=== ENTRIES SUPPLIED ===

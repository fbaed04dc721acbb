//! Decode-side behaviour on hand-built streams.
use rill_png::{Background, PngColor, PngDecoder, PngStatus, Transparency};
use rill_tests::{build_png, chunk, decode, deflate, ihdr_payload, SIGNATURE};

#[test]
fn minimal_grey_pixel()
{
    // 1x1, 8-bit greyscale, one unfiltered scanline
    let stream = build_png(1, 1, 8, 0, 0, &[0x00, 0xFF]);
    let image = decode(&stream);

    assert_eq!((image.width, image.height), (1, 1));
    assert_eq!(image.stride, 1);
    assert_eq!(image.blob, [0xFF]);
    assert_eq!(image.color, PngColor::Luma);
}

#[test]
fn indexed_two_bit_scanline_and_palette()
{
    let mut stream = SIGNATURE.to_vec();

    chunk(&mut stream, b"IHDR", &ihdr_payload(4, 1, 2, 3, 0));
    chunk(&mut stream, b"PLTE", &[0, 0, 0, 255, 0, 0, 0, 255, 0, 0, 0, 255]);
    chunk(&mut stream, b"IDAT", &deflate(&[0x00, 0x1B]));
    chunk(&mut stream, b"IEND", &[]);

    let mut image = decode(&stream);

    // indices 0,1,2,3 packed most significant bits first
    assert_eq!(image.blob, [0x1B]);
    assert_eq!(image.palette[1], 0xFFFF_0000);
    assert_eq!(image.palette[2], 0xFF00_FF00);

    image.convert_to_rgba32(false).unwrap();

    let words: Vec<u32> = image
        .blob
        .chunks_exact(4)
        .map(|c| u32::from_ne_bytes(c.try_into().unwrap()))
        .collect();

    assert_eq!(
        words,
        [0xFF00_0000, 0xFFFF_0000, 0xFF00_FF00, 0xFF00_00FF]
    );
}

#[test]
fn paeth_and_up_filters_reconstruct()
{
    // seed row unfiltered, second row Paeth, third row Up, all with
    // zero deltas: every row equals the seed
    let scanlines = [
        0, 0x10, 0x20, 0x30, //
        4, 0, 0, 0, //
        2, 0, 0, 0,
    ];
    let image = decode(&build_png(3, 3, 8, 0, 0, &scanlines));

    assert_eq!(
        image.blob,
        [0x10, 0x20, 0x30, 0x10, 0x20, 0x30, 0x10, 0x20, 0x30]
    );
}

#[test]
fn every_filter_type_on_rgb_rows()
{
    // five rows of 3x5 RGB, one per filter type, alternating bytes
    let row: [u8; 9] = [10, 20, 30, 40, 50, 60, 70, 80, 90];
    let mut raster = Vec::new();
    for _ in 0..5
    {
        raster.extend_from_slice(&row);
    }

    // filter each row by hand against the previous raster row
    let mut scanlines = Vec::new();
    scanlines.push(0);
    scanlines.extend_from_slice(&row);

    // Sub: delta to the pixel three bytes left
    scanlines.push(1);
    for i in 0..9
    {
        let left = if i >= 3 { row[i - 3] } else { 0 };
        scanlines.push(row[i].wrapping_sub(left));
    }
    // Up: identical rows make this all zero
    scanlines.push(2);
    scanlines.extend_from_slice(&[0; 9]);

    // Average of identical left/up neighbourhoods
    scanlines.push(3);
    for i in 0..9
    {
        let left = if i >= 3 { row[i - 3] } else { 0 };
        let mean = (u16::from(left) + u16::from(row[i])) / 2;
        scanlines.push(row[i].wrapping_sub(mean as u8));
    }
    // Paeth picks up for identical rows past the first pixel
    scanlines.push(4);
    for i in 0..9
    {
        let left = if i >= 3 { row[i - 3] } else { 0 };
        let up = row[i];
        let up_left = left;

        let p = i16::from(left) + i16::from(up) - i16::from(up_left);
        let pa = (p - i16::from(left)).abs();
        let pb = (p - i16::from(up)).abs();
        let pc = (p - i16::from(up_left)).abs();

        let predictor = if pa <= pb && pa <= pc
        {
            left
        }
        else if pb <= pc
        {
            up
        }
        else
        {
            up_left
        };
        scanlines.push(row[i].wrapping_sub(predictor));
    }

    let image = decode(&build_png(3, 5, 8, 2, 0, &scanlines));
    assert_eq!(image.blob, raster);
}

#[test]
fn hand_built_interlaced_stream()
{
    // 2x2 grey: Adam7 sends pixel (0,0) in pass 1, (0,1) in pass 6,
    // and the bottom row in pass 7
    let scanlines = [
        0, 1, // pass 1
        0, 2, // pass 6
        0, 3, 4, // pass 7
    ];
    let image = decode(&build_png(2, 2, 8, 0, 1, &scanlines));

    assert_eq!(image.blob, [1, 2, 3, 4]);
}

#[test]
fn sixteen_bit_samples_stay_big_endian()
{
    let stream = build_png(2, 1, 16, 0, 0, &[0x00, 0x12, 0x34, 0xAB, 0xCD]);
    let image = decode(&stream);

    assert_eq!(image.stride, 4);
    assert_eq!(image.blob, [0x12, 0x34, 0xAB, 0xCD]);
}

#[test]
fn trns_and_bkgd_reach_the_descriptor()
{
    let mut stream = SIGNATURE.to_vec();

    chunk(&mut stream, b"IHDR", &ihdr_payload(1, 1, 8, 0, 0));
    chunk(&mut stream, b"tRNS", &[0x00, 0x42]);
    chunk(&mut stream, b"bKGD", &[0x00, 0x99]);
    chunk(&mut stream, b"IDAT", &deflate(&[0x00, 0x42]));
    chunk(&mut stream, b"IEND", &[]);

    let image = decode(&stream);

    assert_eq!(image.transparency, Some(Transparency::Grey(0x42)));
    assert_eq!(image.background, Some(Background::Grey(0x99)));
}

#[test]
fn unknown_and_informational_chunks_are_tolerated()
{
    let mut stream = SIGNATURE.to_vec();

    chunk(&mut stream, b"IHDR", &ihdr_payload(1, 1, 8, 0, 0));
    chunk(&mut stream, b"gAMA", &45455_u32.to_be_bytes());
    chunk(&mut stream, b"pHYs", &[0, 0, 11, 18, 0, 0, 11, 18, 1]);
    chunk(&mut stream, b"tIME", &[7, 230, 8, 1, 12, 0, 0]);
    chunk(&mut stream, b"ruNk", &[1, 2, 3, 4]);
    chunk(&mut stream, b"IDAT", &deflate(&[0x00, 0x7F]));
    chunk(&mut stream, b"IEND", &[]);

    let image = decode(&stream);
    assert_eq!(image.blob, [0x7F]);
}

#[test]
fn multiple_idats_form_one_stream()
{
    let compressed = deflate(&[0x00, 0x01, 0x02, 0x03, 0x04]);
    let (first, second) = compressed.split_at(compressed.len() / 2);

    let mut stream = SIGNATURE.to_vec();
    chunk(&mut stream, b"IHDR", &ihdr_payload(4, 1, 8, 0, 0));
    chunk(&mut stream, b"IDAT", first);
    chunk(&mut stream, b"IDAT", second);
    chunk(&mut stream, b"IEND", &[]);

    let image = decode(&stream);
    assert_eq!(image.blob, [0x01, 0x02, 0x03, 0x04]);
}

#[test]
fn stride_matches_the_shape_invariant()
{
    // width * bpp * samples rounded up to whole bytes
    let cases: [(u32, u8, u8, usize); 5] = [
        (5, 1, 0, 1),  // 5 bits of grey
        (5, 2, 3, 2),  // 10 bits of indices
        (3, 8, 2, 9),  // RGB bytes
        (2, 16, 6, 16), // RGBA words
        (9, 4, 0, 5),  // 36 bits of grey
    ];

    for (width, depth, colour, stride) in cases
    {
        let bits = u32::from(depth)
            * width
            * match colour
            {
                2 => 3,
                6 => 4,
                _ => 1
            };
        let row_bytes = ((bits + 7) / 8) as usize;

        let mut scanlines = Vec::new();
        scanlines.push(0);
        scanlines.extend(std::iter::repeat(0_u8).take(row_bytes));

        let image = decode(&build_png(width, 1, depth, colour, 0, &scanlines));
        assert_eq!(image.stride, stride, "width {width} depth {depth} colour {colour}");
        assert_eq!(image.blob.len(), stride);
    }
}

#[test]
fn drip_fed_decode_matches_one_shot()
{
    let scanlines = [0, 1, 2, 3, 4, 0, 5, 6, 7, 8];
    let stream = build_png(4, 2, 8, 0, 0, &scanlines);

    let whole = decode(&stream);

    let mut decoder = PngDecoder::new();
    for piece in stream.chunks(3)
    {
        decoder.feed(piece);
    }
    assert!(decoder.status().contains(PngStatus::FINISHED));
    assert_eq!(decoder.image().blob, whole.blob);
}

===

EXERCISE DIRECTIONS >>
Search the material above for lines containing the string "zero", then pull them out.

RESPONSE BOX >>
    // zero deltas: every row equals the seed
    // Up: identical rows make this all zero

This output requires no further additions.